What you need to do:
Repeat the stretch of entries below from the line with "Eq, Deserialize, ToSchema)]" through the line with "the product listings.". Include both ends and add nothing.

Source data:
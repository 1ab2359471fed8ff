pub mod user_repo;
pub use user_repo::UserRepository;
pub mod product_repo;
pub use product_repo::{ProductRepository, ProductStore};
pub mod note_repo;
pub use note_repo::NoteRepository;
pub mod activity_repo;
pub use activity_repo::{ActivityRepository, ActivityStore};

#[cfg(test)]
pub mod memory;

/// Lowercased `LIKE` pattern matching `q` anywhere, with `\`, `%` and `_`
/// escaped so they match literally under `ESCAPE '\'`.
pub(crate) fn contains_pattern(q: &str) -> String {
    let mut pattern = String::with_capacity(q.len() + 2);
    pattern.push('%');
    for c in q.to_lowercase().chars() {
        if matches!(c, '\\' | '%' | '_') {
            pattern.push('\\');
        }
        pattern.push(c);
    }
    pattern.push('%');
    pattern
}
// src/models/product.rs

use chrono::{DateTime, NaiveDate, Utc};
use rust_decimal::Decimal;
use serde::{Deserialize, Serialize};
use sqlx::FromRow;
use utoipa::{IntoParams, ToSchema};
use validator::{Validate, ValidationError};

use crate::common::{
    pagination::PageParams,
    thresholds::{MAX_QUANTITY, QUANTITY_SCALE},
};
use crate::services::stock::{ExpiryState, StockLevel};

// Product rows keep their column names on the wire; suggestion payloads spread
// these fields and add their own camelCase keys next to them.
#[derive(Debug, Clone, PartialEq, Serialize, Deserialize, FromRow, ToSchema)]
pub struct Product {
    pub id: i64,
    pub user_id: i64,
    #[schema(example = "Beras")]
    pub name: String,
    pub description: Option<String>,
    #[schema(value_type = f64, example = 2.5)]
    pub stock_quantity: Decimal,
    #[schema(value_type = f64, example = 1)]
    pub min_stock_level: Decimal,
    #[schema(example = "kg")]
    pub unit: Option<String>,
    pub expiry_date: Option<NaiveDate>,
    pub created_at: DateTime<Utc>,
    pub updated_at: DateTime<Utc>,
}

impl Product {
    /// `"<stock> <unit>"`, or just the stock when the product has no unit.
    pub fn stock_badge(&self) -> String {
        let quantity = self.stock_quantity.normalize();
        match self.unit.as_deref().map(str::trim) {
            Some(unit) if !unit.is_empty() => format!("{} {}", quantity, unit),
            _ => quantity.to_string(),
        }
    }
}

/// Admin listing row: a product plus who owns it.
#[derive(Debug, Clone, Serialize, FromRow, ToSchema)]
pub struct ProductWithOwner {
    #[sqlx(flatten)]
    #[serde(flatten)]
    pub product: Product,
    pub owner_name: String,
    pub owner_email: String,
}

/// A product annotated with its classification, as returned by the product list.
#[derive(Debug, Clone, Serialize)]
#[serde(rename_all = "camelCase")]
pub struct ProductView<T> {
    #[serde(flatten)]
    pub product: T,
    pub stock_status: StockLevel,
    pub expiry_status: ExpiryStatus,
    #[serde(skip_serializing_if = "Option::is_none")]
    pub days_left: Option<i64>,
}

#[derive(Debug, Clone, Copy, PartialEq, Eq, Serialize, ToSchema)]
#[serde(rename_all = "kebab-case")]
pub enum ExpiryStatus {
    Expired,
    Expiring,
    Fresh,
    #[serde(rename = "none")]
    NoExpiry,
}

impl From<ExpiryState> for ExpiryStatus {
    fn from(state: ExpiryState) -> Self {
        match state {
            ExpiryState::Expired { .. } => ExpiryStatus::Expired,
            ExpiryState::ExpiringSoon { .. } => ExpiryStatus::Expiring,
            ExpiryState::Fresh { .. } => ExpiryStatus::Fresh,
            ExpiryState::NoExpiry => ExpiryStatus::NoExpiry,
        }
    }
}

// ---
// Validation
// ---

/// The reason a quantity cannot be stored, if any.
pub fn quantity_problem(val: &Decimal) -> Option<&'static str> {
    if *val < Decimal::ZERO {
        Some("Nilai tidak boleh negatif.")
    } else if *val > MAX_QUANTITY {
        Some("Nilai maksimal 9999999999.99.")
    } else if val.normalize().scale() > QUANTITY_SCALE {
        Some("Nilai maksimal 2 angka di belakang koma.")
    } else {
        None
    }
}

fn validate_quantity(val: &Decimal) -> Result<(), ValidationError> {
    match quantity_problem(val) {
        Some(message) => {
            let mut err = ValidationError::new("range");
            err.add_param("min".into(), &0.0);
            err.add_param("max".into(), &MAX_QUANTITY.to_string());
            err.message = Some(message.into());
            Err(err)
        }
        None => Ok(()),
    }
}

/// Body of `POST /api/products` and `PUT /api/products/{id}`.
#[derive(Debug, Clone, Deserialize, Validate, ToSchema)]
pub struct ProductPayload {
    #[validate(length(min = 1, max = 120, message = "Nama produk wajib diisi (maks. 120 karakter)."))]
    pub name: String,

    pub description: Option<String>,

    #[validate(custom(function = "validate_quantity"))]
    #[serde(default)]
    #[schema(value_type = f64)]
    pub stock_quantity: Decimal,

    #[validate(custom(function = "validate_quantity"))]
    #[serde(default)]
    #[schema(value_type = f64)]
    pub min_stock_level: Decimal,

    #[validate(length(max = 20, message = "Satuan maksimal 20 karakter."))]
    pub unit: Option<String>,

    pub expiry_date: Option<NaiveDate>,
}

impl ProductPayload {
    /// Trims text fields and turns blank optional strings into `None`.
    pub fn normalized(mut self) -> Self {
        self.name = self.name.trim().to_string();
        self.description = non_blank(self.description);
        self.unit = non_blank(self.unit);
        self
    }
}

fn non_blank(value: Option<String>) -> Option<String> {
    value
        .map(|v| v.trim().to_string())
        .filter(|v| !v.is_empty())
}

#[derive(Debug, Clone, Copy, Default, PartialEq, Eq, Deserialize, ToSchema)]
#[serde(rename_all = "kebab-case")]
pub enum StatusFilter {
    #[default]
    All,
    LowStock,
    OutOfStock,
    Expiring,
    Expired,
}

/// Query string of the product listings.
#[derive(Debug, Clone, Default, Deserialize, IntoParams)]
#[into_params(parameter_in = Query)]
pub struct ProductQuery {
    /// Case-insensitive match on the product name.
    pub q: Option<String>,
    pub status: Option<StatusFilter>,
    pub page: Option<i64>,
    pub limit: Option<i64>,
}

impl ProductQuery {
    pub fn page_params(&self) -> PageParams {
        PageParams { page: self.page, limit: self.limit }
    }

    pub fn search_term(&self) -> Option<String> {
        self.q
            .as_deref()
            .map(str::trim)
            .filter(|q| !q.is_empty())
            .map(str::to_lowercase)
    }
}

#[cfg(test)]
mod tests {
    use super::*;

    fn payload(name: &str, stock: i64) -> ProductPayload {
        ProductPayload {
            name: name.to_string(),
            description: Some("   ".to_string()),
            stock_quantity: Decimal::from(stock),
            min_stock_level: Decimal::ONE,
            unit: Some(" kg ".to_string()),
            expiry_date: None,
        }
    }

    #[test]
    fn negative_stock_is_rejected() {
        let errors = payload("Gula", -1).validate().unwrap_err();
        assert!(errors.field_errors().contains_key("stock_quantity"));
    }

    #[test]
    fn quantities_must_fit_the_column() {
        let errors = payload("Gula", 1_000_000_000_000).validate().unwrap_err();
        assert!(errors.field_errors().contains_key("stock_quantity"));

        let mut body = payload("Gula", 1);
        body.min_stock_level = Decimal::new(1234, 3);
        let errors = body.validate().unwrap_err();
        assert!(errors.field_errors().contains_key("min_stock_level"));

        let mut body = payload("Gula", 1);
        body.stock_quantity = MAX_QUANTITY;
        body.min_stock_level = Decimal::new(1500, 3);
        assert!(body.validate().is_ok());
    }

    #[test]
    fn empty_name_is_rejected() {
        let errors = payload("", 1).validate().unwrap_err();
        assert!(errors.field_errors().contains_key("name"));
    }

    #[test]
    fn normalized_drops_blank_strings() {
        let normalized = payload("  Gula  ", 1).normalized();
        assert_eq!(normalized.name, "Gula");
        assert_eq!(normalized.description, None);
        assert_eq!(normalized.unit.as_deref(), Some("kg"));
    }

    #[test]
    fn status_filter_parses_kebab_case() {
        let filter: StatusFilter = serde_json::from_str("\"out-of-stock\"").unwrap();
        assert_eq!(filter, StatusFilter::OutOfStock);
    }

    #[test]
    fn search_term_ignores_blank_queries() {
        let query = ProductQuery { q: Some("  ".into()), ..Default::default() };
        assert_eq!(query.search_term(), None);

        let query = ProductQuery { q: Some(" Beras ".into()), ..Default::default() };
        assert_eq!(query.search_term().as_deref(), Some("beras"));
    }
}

Answer area:
#[derive(Debug, Clone, Copy, Default, PartialEq, Eq, Deserialize, ToSchema)]
#[serde(rename_all = "kebab-case")]
pub enum StatusFilter {
    #[default]
    All,
    LowStock,
    OutOfStock,
    Expiring,
    Expired,
}

/// Query string of the product listings.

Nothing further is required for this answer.